Stored data entries:

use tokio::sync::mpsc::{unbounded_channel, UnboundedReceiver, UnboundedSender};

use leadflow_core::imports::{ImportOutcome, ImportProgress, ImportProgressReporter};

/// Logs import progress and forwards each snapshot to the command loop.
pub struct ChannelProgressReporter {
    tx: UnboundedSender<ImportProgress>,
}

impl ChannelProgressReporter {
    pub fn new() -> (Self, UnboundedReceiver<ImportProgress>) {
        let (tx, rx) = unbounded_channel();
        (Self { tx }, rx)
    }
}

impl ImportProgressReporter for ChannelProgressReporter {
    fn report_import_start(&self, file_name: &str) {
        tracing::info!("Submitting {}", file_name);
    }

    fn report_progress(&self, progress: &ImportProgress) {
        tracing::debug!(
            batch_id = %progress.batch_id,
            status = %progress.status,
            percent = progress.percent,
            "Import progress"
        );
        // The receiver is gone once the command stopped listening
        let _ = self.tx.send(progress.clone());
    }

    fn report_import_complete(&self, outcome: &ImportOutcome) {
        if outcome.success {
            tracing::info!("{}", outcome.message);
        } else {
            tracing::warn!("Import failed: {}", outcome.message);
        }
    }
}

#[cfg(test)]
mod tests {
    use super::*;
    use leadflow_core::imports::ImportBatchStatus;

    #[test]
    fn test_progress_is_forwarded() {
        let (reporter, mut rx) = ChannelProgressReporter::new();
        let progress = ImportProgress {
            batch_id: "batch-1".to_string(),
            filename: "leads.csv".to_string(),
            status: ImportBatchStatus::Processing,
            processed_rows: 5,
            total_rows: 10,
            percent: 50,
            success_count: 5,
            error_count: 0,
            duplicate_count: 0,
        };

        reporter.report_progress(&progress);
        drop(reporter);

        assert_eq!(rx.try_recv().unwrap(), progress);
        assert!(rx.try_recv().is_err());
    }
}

WHAT THE TASK ASKS: All of the data above should be duplicated exactly.

RESULT:
use tokio::sync::mpsc::{unbounded_channel, UnboundedReceiver, UnboundedSender};

use leadflow_core::imports::{ImportOutcome, ImportProgress, ImportProgressReporter};

/// Logs import progress and forwards each snapshot to the command loop.
pub struct ChannelProgressReporter {
    tx: UnboundedSender<ImportProgress>,
}

impl ChannelProgressReporter {
    pub fn new() -> (Self, UnboundedReceiver<ImportProgress>) {
        let (tx, rx) = unbounded_channel();
        (Self { tx }, rx)
    }
}

impl ImportProgressReporter for ChannelProgressReporter {
    fn report_import_start(&self, file_name: &str) {
        tracing::info!("Submitting {}", file_name);
    }

    fn report_progress(&self, progress: &ImportProgress) {
        tracing::debug!(
            batch_id = %progress.batch_id,
            status = %progress.status,
            percent = progress.percent,
            "Import progress"
        );
        // The receiver is gone once the command stopped listening
        let _ = self.tx.send(progress.clone());
    }

    fn report_import_complete(&self, outcome: &ImportOutcome) {
        if outcome.success {
            tracing::info!("{}", outcome.message);
        } else {
            tracing::warn!("Import failed: {}", outcome.message);
        }
    }
}

#[cfg(test)]
mod tests {
    use super::*;
    use leadflow_core::imports::ImportBatchStatus;

    #[test]
    fn test_progress_is_forwarded() {
        let (reporter, mut rx) = ChannelProgressReporter::new();
        let progress = ImportProgress {
            batch_id: "batch-1".to_string(),
            filename: "leads.csv".to_string(),
            status: ImportBatchStatus::Processing,
            processed_rows: 5,
            total_rows: 10,
            percent: 50,
            success_count: 5,
            error_count: 0,
            duplicate_count: 0,
        };

        reporter.report_progress(&progress);
        drop(reporter);

        assert_eq!(rx.try_recv().unwrap(), progress);
        assert!(rx.try_recv().is_err());
    }
}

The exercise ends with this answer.